5.4 The author further claims that the systematic and widespread use of torture in Ukraine is documented by numerous print publications, judgements of the European Court of Human Rights and reports of human rights organizations,20 and that this information confirms indirectly his allegations of torture. He rejects the State party’s contention that his allegations were verified by the Prosecutor’s Office and were not confirmed, claiming that his complaints were dismissed without being duly examined.

5.5 As to the alibi, he could not remember the exact number of the train nor the exact date of departure to Moscow because of the length of time that had passed since the event.
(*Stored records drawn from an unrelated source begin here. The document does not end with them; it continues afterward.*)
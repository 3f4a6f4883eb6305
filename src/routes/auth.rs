// SPDX-License-Identifier: MIT
// Copyright 2026 Roland Dreier <roland@rolandd.dev>

//! Strava OAuth authentication routes.
//!
//! The `state` parameter is `frontend_url|timestamp_hex|nonce|signature_hex`,
//! base64url encoded. The nonce is also set as an HttpOnly cookie scoped to
//! the callback path, so a state minted for one browser can't complete a
//! login in another.

use axum::{
    extract::{Query, State},
    http::{HeaderMap, StatusCode},
    response::Redirect,
    routing::{get, post},
    Router,
};
use axum_extra::extract::cookie::{Cookie, CookieJar, SameSite};
use base64::{engine::general_purpose::URL_SAFE_NO_PAD, Engine as _};
use hmac::{Hmac, Mac};
use ring::rand::{SecureRandom, SystemRandom};
use serde::Deserialize;
use sha2::Sha256;
use std::sync::Arc;
use subtle::ConstantTimeEq;

use crate::config::Config;
use crate::error::{AppError, Result};
use crate::middleware::auth::{create_jwt, session_token, verify_jwt, SESSION_COOKIE, SESSION_TTL_SECS};
use crate::routes::allowed_origin;
use crate::services::strava::OAUTH_SCOPES;
use crate::AppState;

type HmacSha256 = Hmac<Sha256>;

/// Readable cookie the frontend checks to decide whether to show the dashboard.
pub const LOGGED_IN_COOKIE: &str = "statcard_logged_in";
pub const NONCE_COOKIE: &str = "statcard_oauth_nonce";

const CALLBACK_PATH: &str = "/auth/strava/callback";

/// How long a signed state stays valid.
pub const STATE_MAX_AGE_MS: i64 = 10 * 60 * 1000;
/// Tolerated clock skew for states minted "in the future".
const STATE_FUTURE_SKEW_MS: i64 = 60 * 1000;

pub fn routes() -> Router<Arc<AppState>> {
    Router::new()
        .route("/auth/strava", get(auth_start))
        .route(CALLBACK_PATH, get(auth_callback))
        .route("/auth/logout", post(logout))
}

// ─── State Signing ───────────────────────────────────────────

/// Frontend URL and nonce recovered from a valid state.
#[derive(Debug, Clone, PartialEq, Eq)]
pub struct VerifiedState {
    pub frontend_url: String,
    pub nonce: String,
}

fn state_signature(payload: &str, key: &[u8]) -> Option<String> {
    let mut mac = HmacSha256::new_from_slice(key).ok()?;
    mac.update(payload.as_bytes());
    Some(hex::encode(mac.finalize().into_bytes()))
}

/// Build a signed, URL-safe OAuth state.
pub fn sign_state(frontend_url: &str, timestamp_ms: i64, nonce: &str, key: &[u8]) -> Result<String> {
    let payload = format!("{}|{:x}|{}", frontend_url, timestamp_ms, nonce);
    let signature = state_signature(&payload, key)
        .ok_or_else(|| AppError::Internal(anyhow::anyhow!("HMAC init failed")))?;

    Ok(URL_SAFE_NO_PAD.encode(format!("{}|{}", payload, signature)))
}

/// Check signature and age of an OAuth state.
pub fn verify_state(state: &str, key: &[u8], now_ms: i64) -> Option<VerifiedState> {
    let bytes = URL_SAFE_NO_PAD.decode(state).ok()?;
    let decoded = String::from_utf8(bytes).ok()?;

    // Split from the right so a `|` inside the URL can't shift fields.
    let mut parts = decoded.rsplitn(4, '|');
    let signature = parts.next()?;
    let nonce = parts.next()?;
    let timestamp_hex = parts.next()?;
    let frontend_url = parts.next()?;

    let payload = format!("{}|{}|{}", frontend_url, timestamp_hex, nonce);
    let expected = state_signature(&payload, key)?;
    if !bool::from(expected.as_bytes().ct_eq(signature.as_bytes())) {
        tracing::warn!("OAuth state signature mismatch");
        return None;
    }

    let timestamp = i64::from_str_radix(timestamp_hex, 16).ok()?;
    if now_ms - timestamp > STATE_MAX_AGE_MS || timestamp - now_ms > STATE_FUTURE_SKEW_MS {
        tracing::warn!(age_ms = now_ms - timestamp, "OAuth state expired");
        return None;
    }

    Some(VerifiedState {
        frontend_url: frontend_url.to_string(),
        nonce: nonce.to_string(),
    })
}

fn generate_nonce() -> Result<String> {
    let mut bytes = [0u8; 16];
    SystemRandom::new()
        .fill(&mut bytes)
        .map_err(|_| AppError::Internal(anyhow::anyhow!("Failed to generate OAuth nonce")))?;
    Ok(hex::encode(bytes))
}

// ─── Cookies ─────────────────────────────────────────────────

/// Hosting platforms where every subdomain belongs to a different owner.
const SHARED_HOST_SUFFIXES: &[&str] = &[
    "vercel.app",
    "netlify.app",
    "pages.dev",
    "github.io",
    "web.app",
    "firebaseapp.com",
    "appspot.com",
    "run.app",
    "herokuapp.com",
    "onrender.com",
    "fly.dev",
];

/// Country suffixes registered one level below the TLD.
const SECOND_LEVEL_SUFFIXES: &[&str] = &[
    "co.uk", "org.uk", "ac.uk", "com.au", "net.au", "co.nz", "co.jp", "com.br", "co.in", "co.za",
];

/// Registrable parent of the frontend host, so a frontend on a sibling
/// subdomain can read the logged-in hint.
///
/// Only the suffixes listed above are recognised. Anything else is treated
/// as `name.tld`. On a shared hosting platform the cookie stays host-only.
fn hint_cookie_domain(config: &Config) -> Option<String> {
    let url = reqwest::Url::parse(&config.frontend_url).ok()?;
    let host = url.host_str()?;
    if host == "localhost" || host.parse::<std::net::IpAddr>().is_ok() {
        return None;
    }

    let labels: Vec<&str> = host.split('.').collect();
    if labels.len() < 2 {
        return None;
    }
    let parent = labels[labels.len() - 2..].join(".");

    if SHARED_HOST_SUFFIXES.contains(&parent.as_str()) {
        return None;
    }
    if SECOND_LEVEL_SUFFIXES.contains(&parent.as_str()) {
        return (labels.len() >= 3).then(|| labels[labels.len() - 3..].join("."));
    }
    Some(parent)
}

fn session_cookie(value: String, config: &Config) -> Cookie<'static> {
    Cookie::build((SESSION_COOKIE, value))
        .path("/")
        .http_only(true)
        .same_site(SameSite::Lax)
        .secure(config.secure_cookies())
        .max_age(time::Duration::seconds(SESSION_TTL_SECS))
        .build()
}

fn logged_in_cookie(value: String, config: &Config) -> Cookie<'static> {
    let mut cookie = Cookie::build((LOGGED_IN_COOKIE, value))
        .path("/")
        .http_only(false)
        .same_site(SameSite::Lax)
        .secure(config.secure_cookies())
        .max_age(time::Duration::seconds(SESSION_TTL_SECS))
        .build();
    if let Some(domain) = hint_cookie_domain(config) {
        cookie.set_domain(domain);
    }
    cookie
}

fn nonce_cookie(value: String, config: &Config) -> Cookie<'static> {
    Cookie::build((NONCE_COOKIE, value))
        .path(CALLBACK_PATH)
        .http_only(true)
        .same_site(SameSite::Lax)
        .secure(config.secure_cookies())
        .max_age(time::Duration::milliseconds(STATE_MAX_AGE_MS))
        .build()
}

/// Same attributes as the original, emptied and expired.
fn expired(mut cookie: Cookie<'static>) -> Cookie<'static> {
    cookie.set_value("");
    cookie.set_max_age(time::Duration::ZERO);
    cookie
}

// ─── Handlers ────────────────────────────────────────────────

/// Query parameters for starting OAuth flow.
#[derive(Deserialize)]
pub struct AuthStartParams {
    /// Frontend URL to return to; defaults to FRONTEND_URL.
    #[serde(default)]
    redirect_uri: Option<String>,
}

/// Start OAuth flow - redirect to Strava authorization.
async fn auth_start(
    State(state): State<Arc<AppState>>,
    jar: CookieJar,
    Query(params): Query<AuthStartParams>,
) -> Result<(CookieJar, Redirect)> {
    let frontend_url = match params.redirect_uri {
        Some(uri) => allowed_origin(&uri, &state.config).ok_or_else(|| {
            tracing::warn!(redirect_uri = %uri, "Rejected OAuth redirect_uri");
            AppError::BadRequest("redirect_uri not allowed".to_string())
        })?,
        None => state.config.frontend_url.clone(),
    };

    let nonce = generate_nonce()?;
    let oauth_state = sign_state(
        &frontend_url,
        chrono::Utc::now().timestamp_millis(),
        &nonce,
        &state.config.oauth_state_key,
    )?;

    let callback_url = format!("{}{}", state.config.api_url, CALLBACK_PATH);

    let auth_url = format!(
        "{}/authorize?client_id={}&redirect_uri={}&response_type=code&approval_prompt=auto&scope={}&state={}",
        state.config.strava_oauth_url,
        urlencoding::encode(&state.config.strava_client_id),
        urlencoding::encode(&callback_url),
        OAUTH_SCOPES,
        oauth_state
    );

    tracing::info!(frontend_url = %frontend_url, "Starting OAuth flow, redirecting to Strava");

    let jar = jar.add(nonce_cookie(nonce, &state.config));
    Ok((jar, Redirect::temporary(&auth_url)))
}

#[derive(Deserialize)]
pub struct CallbackParams {
    #[serde(default)]
    code: Option<String>,
    #[serde(default)]
    state: Option<String>,
    #[serde(default)]
    error: Option<String>,
}

/// OAuth callback - exchange code for tokens, create session.
async fn auth_callback(
    State(state): State<Arc<AppState>>,
    jar: CookieJar,
    Query(params): Query<CallbackParams>,
) -> Result<(CookieJar, Redirect)> {
    let now_ms = chrono::Utc::now().timestamp_millis();
    let verified = params
        .state
        .as_deref()
        .and_then(|s| verify_state(s, &state.config.oauth_state_key, now_ms))
        .ok_or_else(|| AppError::BadRequest("Invalid OAuth state".to_string()))?;

    let nonce_matches = jar
        .get(NONCE_COOKIE)
        .map(|c| bool::from(c.value().as_bytes().ct_eq(verified.nonce.as_bytes())))
        .unwrap_or(false);
    if !nonce_matches {
        tracing::warn!("OAuth nonce cookie missing or mismatched");
        return Err(AppError::BadRequest("Invalid OAuth state".to_string()));
    }

    let jar = jar.add(expired(nonce_cookie(String::new(), &state.config)));
    let frontend_url = verified.frontend_url;

    if let Some(error) = params.error {
        tracing::warn!(error = %error, "OAuth error from Strava");
        let redirect = format!("{}/?error={}", frontend_url, urlencoding::encode(&error));
        return Ok((jar, Redirect::temporary(&redirect)));
    }

    let code = params
        .code
        .filter(|c| !c.is_empty())
        .ok_or_else(|| AppError::BadRequest("Missing authorization code".to_string()))?;

    let oauth_result = match state.strava_service.handle_oauth_callback(&code).await {
        Ok(result) => result,
        Err(e) => {
            tracing::error!(error = %e, "OAuth code exchange failed");
            let redirect = format!("{}/?error=exchange_failed", frontend_url);
            return Ok((jar, Redirect::temporary(&redirect)));
        }
    };

    tracing::info!(athlete_id = oauth_result.athlete_id, "OAuth successful");

    let jwt = create_jwt(oauth_result.athlete_id, &state.config.jwt_signing_key)?;

    let jar = jar
        .add(session_cookie(jwt, &state.config))
        .add(logged_in_cookie("1".to_string(), &state.config));

    Ok((jar, Redirect::temporary(&format!("{}/dashboard", frontend_url))))
}

#[derive(Deserialize)]
pub struct LogoutParams {
    /// Also delete stored tokens and deauthorize the app on Strava.
    #[serde(default)]
    revoke: bool,
}

/// Clear the session. Always succeeds.
async fn logout(
    State(state): State<Arc<AppState>>,
    headers: HeaderMap,
    jar: CookieJar,
    Query(params): Query<LogoutParams>,
) -> (CookieJar, StatusCode) {
    if params.revoke {
        let athlete_id = session_token(&jar, &headers)
            .and_then(|t| verify_jwt(&t, &state.config.jwt_signing_key));
        match athlete_id {
            Some(athlete_id) => {
                if let Err(e) = state.strava_service.revoke(athlete_id).await {
                    tracing::warn!(athlete_id, error = %e, "Failed to revoke Strava link on logout");
                }
            }
            None => tracing::debug!("Logout with revoke but no valid session"),
        }
    }

    let config = &state.config;
    let jar = jar
        .add(expired(session_cookie(String::new(), config)))
        .add(expired(logged_in_cookie(String::new(), config)))
        .add(expired(nonce_cookie(String::new(), config)));

    (jar, StatusCode::NO_CONTENT)
}

#[cfg(test)]
mod tests {
    use super::*;

    const KEY: &[u8] = b"secret_key";
    const NOW: i64 = 1_790_000_000_000;

    #[test]
    fn test_state_roundtrip() {
        let state = sign_state("https://cards.example.com", NOW, "abc123", KEY).unwrap();
        let verified = verify_state(&state, KEY, NOW + 1000).unwrap();

        assert_eq!(verified.frontend_url, "https://cards.example.com");
        assert_eq!(verified.nonce, "abc123");
        assert!(!state.contains('+') && !state.contains('/') && !state.contains('='));
    }

    #[test]
    fn test_state_wrong_key_or_tampered() {
        let state = sign_state("https://cards.example.com", NOW, "abc123", KEY).unwrap();
        assert_eq!(verify_state(&state, b"wrong_key", NOW), None);

        let decoded = String::from_utf8(URL_SAFE_NO_PAD.decode(&state).unwrap()).unwrap();
        let tampered = decoded.replace("cards.example.com", "evil.example.com");
        let tampered = URL_SAFE_NO_PAD.encode(tampered);
        assert_eq!(verify_state(&tampered, KEY, NOW), None);
    }

    #[test]
    fn test_state_age_limits() {
        let state = sign_state("http://localhost:5173", NOW, "n", KEY).unwrap();
        assert!(verify_state(&state, KEY, NOW + STATE_MAX_AGE_MS).is_some());
        assert!(verify_state(&state, KEY, NOW + STATE_MAX_AGE_MS + 1).is_none());
        assert!(verify_state(&state, KEY, NOW - 2 * STATE_FUTURE_SKEW_MS).is_none());
    }

    #[test]
    fn test_state_malformed() {
        assert_eq!(verify_state("not-valid-base64!!!", KEY, NOW), None);
        assert_eq!(verify_state(&URL_SAFE_NO_PAD.encode("a|b"), KEY, NOW), None);
        assert_eq!(verify_state("", KEY, NOW), None);
    }

    #[test]
    fn test_nonce_is_random_hex() {
        let a = generate_nonce().unwrap();
        let b = generate_nonce().unwrap();
        assert_eq!(a.len(), 32);
        assert!(a.chars().all(|c| c.is_ascii_hexdigit()));
        assert_ne!(a, b);
    }

    #[test]
    fn test_hint_cookie_domain() {
        let mut config = Config::test_default();
        assert_eq!(hint_cookie_domain(&config), None);

        config.frontend_url = "https://cards.example.com".to_string();
        assert_eq!(hint_cookie_domain(&config).as_deref(), Some("example.com"));

        config.frontend_url = "http://192.168.1.10:5173".to_string();
        assert_eq!(hint_cookie_domain(&config), None);
    }

    #[test]
    fn test_hint_cookie_domain_skips_public_suffixes() {
        let mut config = Config::test_default();

        config.frontend_url = "https://statcard.vercel.app".to_string();
        assert_eq!(hint_cookie_domain(&config), None);

        config.frontend_url = "https://statcard-abc123-uc.a.run.app".to_string();
        assert_eq!(hint_cookie_domain(&config), None);

        config.frontend_url = "https://cards.statcard.co.uk".to_string();
        assert_eq!(hint_cookie_domain(&config).as_deref(), Some("statcard.co.uk"));

        config.frontend_url = "https://statcard.co.uk".to_string();
        assert_eq!(hint_cookie_domain(&config).as_deref(), Some("statcard.co.uk"));

        config.frontend_url = "https://co.uk".to_string();
        assert_eq!(hint_cookie_domain(&config), None);
    }
}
Since only two trains per week depart to Moscow, this could have been easily verified by the investigation. Moreover, their stay in the Russian Federation was registered by immigration authorities and also recorded in the register of the hotel, the description of which he provided to the investigation team.

5.6 The author claims that witness P. is a false witness (see para. 2.5 above) who made contradictory statements and invented facts that do not correspond with reality, for example that she had seen him at the crime scene.

5.7 The author notes the State party’s information that at the time of his departure to Moscow (2001), the registration of nationals crossing the border was made by exit and entry stamps in their passports. However, the State party is silent about the presence or absence of such stamps in his passport. He also recalls that his passport “disappeared” from his case file during the pretrial investigation.

5.8 The author claims that he sent the statements of S., K., and T. to the investigative bodies and Prosecutor’s Office repeatedly. He forwarded them to the Prosecution Office in 2004, but received no response.

5.9 He submits that he is not interested at all in consulting the materials of his criminal case in order to get acquainted with them. He requested to have a copy of his criminal case, to which he is entitled according to article 32 of the Constitution,21 articles 23-32 of the law “On Information”, as well as article 19, paragraph 2, of the Covenant. The State party’s refusal to provide him with a copy of the case file represents an attempt to impede the establishment of truth in his case and amounts to a violation of article 19, paragraph 2, and article 2, paragraph 1, of the Covenant.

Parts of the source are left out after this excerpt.